THE DATA —
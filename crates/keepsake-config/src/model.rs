// SPDX-FileCopyrightText: 2026 Keepsake Contributors
// SPDX-License-Identifier: MIT OR Apache-2.0

//! Configuration model structs for the Keepsake memory journal.
//!
//! All structs use `#[serde(deny_unknown_fields)]` to reject unrecognized
//! config keys at startup, providing actionable error messages.

use serde::{Deserialize, Serialize};

/// Top-level Keepsake configuration.
///
/// Loaded from TOML files following XDG hierarchy, with environment variable
/// overrides. All sections are optional and default to sensible values.
#[derive(Debug, Clone, Default, Deserialize, Serialize)]
#[serde(deny_unknown_fields)]
pub struct KeepsakeConfig {
    /// Journal identity and logging settings.
    #[serde(default)]
    pub journal: JournalConfig,

    /// Storage backend settings.
    #[serde(default)]
    pub storage: StorageConfig,

    /// Model engine endpoint settings.
    #[serde(default)]
    pub models: ModelsConfig,

    /// Memory pipeline and retrieval settings.
    #[serde(default)]
    pub memory: MemoryConfig,

    /// Reminiscence session settings.
    #[serde(default)]
    pub reminiscence: ReminiscenceConfig,
}

/// Journal identity and logging configuration.
#[derive(Debug, Clone, Deserialize, Serialize)]
#[serde(deny_unknown_fields)]
pub struct JournalConfig {
    /// Display name of the journal.
    #[serde(default = "default_journal_name")]
    pub name: String,

    /// Logging level (trace, debug, info, warn, error).
    #[serde(default = "default_log_level")]
    pub log_level: String,
}

impl Default for JournalConfig {
    fn default() -> Self {
        Self {
            name: default_journal_name(),
            log_level: default_log_level(),
        }
    }
}

fn default_journal_name() -> String {
    "keepsake".to_string()
}

fn default_log_level() -> String {
    "info".to_string()
}

/// Storage backend configuration.
#[derive(Debug, Clone, Deserialize, Serialize)]
#[serde(deny_unknown_fields)]
pub struct StorageConfig {
    /// Path to the SQLite database file.
    #[serde(default = "default_database_path")]
    pub database_path: String,

    /// Enable WAL (Write-Ahead Logging) mode for SQLite.
    #[serde(default = "default_wal_mode")]
    pub wal_mode: bool,
}

impl Default for StorageConfig {
    fn default() -> Self {
        Self {
            database_path: default_database_path(),
            wal_mode: default_wal_mode(),
        }
    }
}

fn default_database_path() -> String {
    dirs::data_dir()
        .map(|p| p.join("keepsake").join("keepsake.db"))
        .unwrap_or_else(|| std::path::PathBuf::from("keepsake.db"))
        .to_string_lossy()
        .into_owned()
}

fn default_wal_mode() -> bool {
    true
}

/// Model engine endpoint configuration.
///
/// Both engines are served by a local Ollama-compatible endpoint; the
/// embedding and narration models are separate contexts on that endpoint.
#[derive(Debug, Clone, Deserialize, Serialize)]
#[serde(deny_unknown_fields)]
pub struct ModelsConfig {
    /// Base URL of the local inference endpoint.
    #[serde(default = "default_base_url")]
    pub base_url: String,

    /// Name of the embedding model.
    #[serde(default = "default_embedding_model")]
    pub embedding_model: String,

    /// Expected embedding dimension.
    #[serde(default = "default_embedding_dim")]
    pub embedding_dim: usize,

    /// Name of the narration (completion) model.
    #[serde(default = "default_narration_model")]
    pub narration_model: String,
}

impl Default for ModelsConfig {
    fn default() -> Self {
        Self {
            base_url: default_base_url(),
            embedding_model: default_embedding_model(),
            embedding_dim: default_embedding_dim(),
            narration_model: default_narration_model(),
        }
    }
}

fn default_base_url() -> String {
    "http://127.0.0.1:11434".to_string()
}

fn default_embedding_model() -> String {
    "nomic-embed-text".to_string()
}

fn default_embedding_dim() -> usize {
    768
}

fn default_narration_model() -> String {
    "llama3.2:3b".to_string()
}

/// Memory pipeline and retrieval configuration.
#[derive(Debug, Clone, Deserialize, Serialize)]
#[serde(deny_unknown_fields)]
pub struct MemoryConfig {
    /// Absolute cosine-similarity floor for retrieval (0.0-1.0).
    /// Notes whose best match scores below this are never returned.
    #[serde(default = "default_similarity_floor")]
    pub similarity_floor: f32,

    /// Relative threshold against the top score (0.0-1.0). A note is kept
    /// only if its score is at least this fraction of the best score.
    #[serde(default = "default_relative_threshold")]
    pub relative_threshold: f32,

    /// Maximum number of notes returned by a retrieval call.
    #[serde(default = "default_top_k")]
    pub top_k: usize,

    /// Debounce delay in milliseconds for the background pipelines.
    #[serde(default = "default_debounce_delay_ms")]
    pub debounce_delay_ms: u64,

    /// Reserved for a future retry scheduler. Failed embeddings currently
    /// wait for the next save to trigger a pass; nothing consults this
    /// value.
    #[serde(default = "default_retry_limit")]
    pub retry_limit: u32,
}

impl Default for MemoryConfig {
    fn default() -> Self {
        Self {
            similarity_floor: default_similarity_floor(),
            relative_threshold: default_relative_threshold(),
            top_k: default_top_k(),
            debounce_delay_ms: default_debounce_delay_ms(),
            retry_limit: default_retry_limit(),
        }
    }
}

fn default_similarity_floor() -> f32 {
    0.5
}

fn default_relative_threshold() -> f32 {
    0.75
}

fn default_top_k() -> usize {
    3
}

fn default_debounce_delay_ms() -> u64 {
    300
}

fn default_retry_limit() -> u32 {
    3
}

/// Reminiscence session configuration.
#[derive(Debug, Clone, Deserialize, Serialize)]
#[serde(deny_unknown_fields)]
pub struct ReminiscenceConfig {
    /// Number of memories presented in one session.
    #[serde(default = "default_session_size")]
    pub session_size: usize,

    /// Sampling temperature for recall-script generation.
    #[serde(default = "default_script_temperature")]
    pub script_temperature: f32,

    /// Maximum tokens for a generated recall script.
    #[serde(default = "default_script_max_tokens")]
    pub script_max_tokens: u32,
}

impl Default for ReminiscenceConfig {
    fn default() -> Self {
        Self {
            session_size: default_session_size(),
            script_temperature: default_script_temperature(),
            script_max_tokens: default_script_max_tokens(),
        }
    }
}

fn default_session_size() -> usize {
    5
}

fn default_script_temperature() -> f32 {
    0.8
}

fn default_script_max_tokens() -> u32 {
    320
}
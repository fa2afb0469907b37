// SPDX-FileCopyrightText: 2026 Keepsake Contributors
// SPDX-License-Identifier: MIT OR Apache-2.0

//! Embedding capability trait.

use async_trait::async_trait;

use crate::error::KeepsakeError;

/// A model capability that turns text into a dense embedding vector.
///
/// Implementations are expected to return vectors of a fixed dimension
/// (768 for the default model). An empty vector is treated as a failed
/// embedding by the pipeline.
#[async_trait]
pub trait EmbeddingEngine: Send + Sync {
    /// Embed a single text into a dense f32 vector.
    async fn embed(&self, text: &str) -> Result<Vec<f32>, KeepsakeError>;

    /// Whether the engine is loaded and able to serve requests.
    ///
    /// Pipelines treat a not-ready engine as "no-op now, retry on the
    /// next content change" rather than an error.
    async fn is_ready(&self) -> bool;
}
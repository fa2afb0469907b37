// SPDX-FileCopyrightText: 2026 Keepsake Contributors
// SPDX-License-Identifier: MIT OR Apache-2.0

//! Mock inference engines and storage fixtures for tests.

pub mod fixtures;
pub mod mock_models;

pub use mock_models::{MockCompleter, MockEmbedder};
// SPDX-FileCopyrightText: 2026 Keepsake Contributors
// SPDX-License-Identifier: MIT OR Apache-2.0

//! Image attachments for notes.

use keepsake_core::KeepsakeError;
use rusqlite::params;

use crate::database::{map_tr_err, Database};
use crate::models::Image;

fn row_to_image(row: &rusqlite::Row) -> Result<Image, rusqlite::Error> {
    Ok(Image {
        id: row.get(0)?,
        note_id: row.get(1)?,
        uri: row.get(2)?,
        description: row.get(3)?,
    })
}

/// Attach an image to a note. Returns the image id.
pub async fn add_image(
    db: &Database,
    note_id: i64,
    uri: &str,
    description: &str,
) -> Result<i64, KeepsakeError> {
    let uri = uri.to_string();
    let description = description.to_string();
    db.connection()
        .call(move |conn| {
            conn.execute(
                "INSERT INTO images (note_id, uri, description) VALUES (?1, ?2, ?3)",
                params![note_id, uri, description],
            )?;
            Ok(conn.last_insert_rowid())
        })
        .await
        .map_err(map_tr_err)
}

/// Update an image's caption. Returns whether a row changed.
pub async fn set_image_description(
    db: &Database,
    image_id: i64,
    description: &str,
) -> Result<bool, KeepsakeError> {
    let description = description.to_string();
    db.connection()
        .call(move |conn| {
            let changed = conn.execute(
                "UPDATE images SET description = ?1 WHERE id = ?2",
                params![description, image_id],
            )?;
            Ok(changed > 0)
        })
        .await
        .map_err(map_tr_err)
}

/// Get an image by id.
pub async fn get_image(db: &Database, image_id: i64) -> Result<Option<Image>, KeepsakeError> {
    db.connection()
        .call(move |conn| {
            let mut stmt =
                conn.prepare("SELECT id, note_id, uri, description FROM images WHERE id = ?1")?;
            match stmt.query_row(params![image_id], row_to_image) {
                Ok(image) => Ok(Some(image)),
                Err(rusqlite::Error::QueryReturnedNoRows) => Ok(None),
                Err(e) => Err(e.into()),
            }
        })
        .await
        .map_err(map_tr_err)
}

/// All images attached to a note, in insertion order.
pub async fn images_for_note(db: &Database, note_id: i64) -> Result<Vec<Image>, KeepsakeError> {
    db.connection()
        .call(move |conn| {
            let mut stmt = conn.prepare(
                "SELECT id, note_id, uri, description FROM images WHERE note_id = ?1 ORDER BY id",
            )?;
            let rows = stmt.query_map(params![note_id], row_to_image)?;
            Ok(rows.collect::<Result<Vec<_>, _>>()?)
        })
        .await
        .map_err(map_tr_err)
}

/// Remove an image. Its embedding record cascades.
pub async fn delete_image(db: &Database, image_id: i64) -> Result<bool, KeepsakeError> {
    db.connection()
        .call(move |conn| {
            let changed = conn.execute("DELETE FROM images WHERE id = ?1", params![image_id])?;
            Ok(changed > 0)
        })
        .await
        .map_err(map_tr_err)
}
// SPDX-FileCopyrightText: 2026 Keepsake Contributors
// SPDX-License-Identifier: MIT OR Apache-2.0

//! Database connection management with PRAGMA setup, WAL mode, and lifecycle.
//!
//! All writes are serialized through tokio-rusqlite's single background
//! thread. Do NOT create additional Connection instances for writes.

use std::path::Path;

use keepsake_core::KeepsakeError;
use tokio_rusqlite::Connection;
use tracing::debug;

/// Convert a tokio-rusqlite task error into the storage error variant.
pub fn map_tr_err(e: tokio_rusqlite::Error<rusqlite::Error>) -> KeepsakeError {
    KeepsakeError::Storage {
        source: e.to_string().into(),
    }
}

fn storage_err(e: rusqlite::Error) -> KeepsakeError {
    KeepsakeError::Storage {
        source: Box::new(e),
    }
}

/// Handle to the journal database.
///
/// Cheap to clone; all clones share the single background connection.
#[derive(Clone, Debug)]
pub struct Database {
    conn: Connection,
}

impl Database {
    /// Open (or create) the database at the given path and run migrations.
    pub async fn open(path: &Path, wal_mode: bool) -> Result<Self, KeepsakeError> {
        if let Some(parent) = path.parent() {
            std::fs::create_dir_all(parent).map_err(|e| KeepsakeError::Storage {
                source: Box::new(e),
            })?;
        }
        let conn = Connection::open(path).await.map_err(storage_err)?;
        debug!(path = %path.display(), wal_mode, "opening journal database");
        Self::initialize(conn, wal_mode).await
    }

    /// Open an in-memory database with migrations applied. Test use only.
    pub async fn open_in_memory() -> Result<Self, KeepsakeError> {
        let conn = Connection::open_in_memory().await.map_err(storage_err)?;
        Self::initialize(conn, false).await
    }

    async fn initialize(conn: Connection, wal_mode: bool) -> Result<Self, KeepsakeError> {
        conn.call(move |conn| -> Result<(), KeepsakeError> {
            if wal_mode {
                conn.pragma_update(None, "journal_mode", "WAL")
                    .map_err(storage_err)?;
            }
            // Cascade deletes from notes to tags-links, images, embeddings
            // rely on this pragma being set per connection.
            conn.pragma_update(None, "foreign_keys", "ON")
                .map_err(storage_err)?;
            crate::migrations::run_migrations(conn)
        })
        .await
        .map_err(|e| match e {
            tokio_rusqlite::Error::Error(inner) => inner,
            other => KeepsakeError::Storage {
                source: other.to_string().into(),
            },
        })?;

        Ok(Self { conn })
    }

    /// The underlying tokio-rusqlite connection.
    pub fn connection(&self) -> &Connection {
        &self.conn
    }
}

#[cfg(test)]
mod tests {
    use super::*;

    #[tokio::test]
    async fn open_in_memory_applies_migrations() {
        let db = Database::open_in_memory().await.unwrap();
        let count: i64 = db
            .connection()
            .call(|conn| -> Result<i64, rusqlite::Error> {
                let n = conn.query_row(
                    "SELECT count(*) FROM sqlite_master WHERE type = 'table' AND name IN \
                     ('notes', 'tags', 'note_tags', 'images', 'note_embeddings', 'image_embeddings')",
                    [],
                    |row| row.get(0),
                )?;
                Ok(n)
            })
            .await
            .unwrap();
        assert_eq!(count, 6);
    }

    #[tokio::test]
    async fn open_creates_parent_directories() {
        let dir = tempfile::tempdir().unwrap();
        let path = dir.path().join("nested").join("journal.db");
        let db = Database::open(&path, true).await.unwrap();
        drop(db);
        assert!(path.exists());
    }

    #[tokio::test]
    async fn open_failure_surfaces_a_storage_error() {
        let dir = tempfile::tempdir().unwrap();
        let blocker = dir.path().join("blocker");
        std::fs::write(&blocker, b"definitely not a sqlite file").unwrap();

        // Parent "directory" is a regular file.
        let err = Database::open(&blocker.join("journal.db"), false)
            .await
            .unwrap_err();
        assert!(matches!(err, KeepsakeError::Storage { .. }));

        // Garbage file fails during migration, not on open.
        let err = Database::open(&blocker, false).await.unwrap_err();
        assert!(matches!(err, KeepsakeError::Storage { .. }));
    }

    #[tokio::test]
    async fn foreign_keys_are_enforced() {
        let db = Database::open_in_memory().await.unwrap();
        let result = db
            .connection()
            .call(|conn| -> Result<(), rusqlite::Error> {
                conn.execute(
                    "INSERT INTO images (note_id, uri, description) VALUES (999, 'x', 'y')",
                    [],
                )?;
                Ok(())
            })
            .await;
        assert!(result.is_err(), "orphan image insert should violate FK");
    }
}
// SPDX-FileCopyrightText: 2026 Keepsake Contributors
// SPDX-License-Identifier: MIT OR Apache-2.0

//! Embedding engine backed by Ollama's `/api/embed` endpoint.

use std::time::Duration;

use async_trait::async_trait;
use keepsake_core::{EmbeddingEngine, KeepsakeError};
use serde::{Deserialize, Serialize};
use tracing::debug;

const EMBED_TIMEOUT: Duration = Duration::from_secs(60);

#[derive(Serialize)]
struct EmbedRequest<'a> {
    model: &'a str,
    input: &'a str,
}

#[derive(Deserialize)]
struct EmbedResponse {
    #[serde(default)]
    embeddings: Vec<Vec<f32>>,
}

pub struct OllamaEmbedder {
    client: reqwest::Client,
    base_url: String,
    model: String,
}

impl OllamaEmbedder {
    pub fn new(base_url: &str, model: &str) -> Self {
        Self {
            client: reqwest::Client::new(),
            base_url: base_url.trim_end_matches('/').to_string(),
            model: model.to_string(),
        }
    }
}

#[async_trait]
impl EmbeddingEngine for OllamaEmbedder {
    async fn embed(&self, text: &str) -> Result<Vec<f32>, KeepsakeError> {
        let url = format!("{}/api/embed", self.base_url);
        let response = self
            .client
            .post(&url)
            .json(&EmbedRequest {
                model: &self.model,
                input: text,
            })
            .timeout(EMBED_TIMEOUT)
            .send()
            .await
            .map_err(|e| KeepsakeError::Inference {
                message: format!("embed request to {url} failed"),
                source: Some(Box::new(e)),
            })?;

        if !response.status().is_success() {
            let status = response.status();
            let body = response.text().await.unwrap_or_default();
            return Err(KeepsakeError::inference(format!(
                "embed request returned {status}: {body}"
            )));
        }

        let parsed: EmbedResponse =
            response.json().await.map_err(|e| KeepsakeError::Inference {
                message: "embed response was not valid JSON".to_string(),
                source: Some(Box::new(e)),
            })?;

        let vector = parsed
            .embeddings
            .into_iter()
            .next()
            .filter(|v| !v.is_empty())
            .ok_or_else(|| {
                KeepsakeError::inference(format!(
                    "model {} returned an empty embedding",
                    self.model
                ))
            })?;
        debug!(model = %self.model, dim = vector.len(), "embedded text");
        Ok(vector)
    }

    async fn is_ready(&self) -> bool {
        let url = format!("{}/api/tags", self.base_url);
        match self.client.get(&url).timeout(Duration::from_secs(2)).send().await {
            Ok(resp) => resp.status().is_success(),
            Err(_) => false,
        }
    }
}
// SPDX-FileCopyrightText: 2026 Keepsake Contributors
// SPDX-License-Identifier: MIT OR Apache-2.0

//! Core building blocks for the Keepsake memory journal.
//!
//! Defines the shared error taxonomy, the capability traits that the
//! on-device inference engines implement (`EmbeddingEngine`,
//! `CompletionEngine`), and small common types used across crates.

pub mod error;
pub mod traits;
pub mod types;

pub use error::KeepsakeError;
pub use traits::{CompletionEngine, EmbeddingEngine};
pub use types::{now_iso, parse_iso, SamplingParams};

PROBLEM STATEMENT —
Reproduce all lines from the records above that include the word "crates".

SOLUTION FOR THIS EXERCISE —
filename crates/keepsake-config/src/model.rs
//! `CompletionEngine`), and small common types used across crates.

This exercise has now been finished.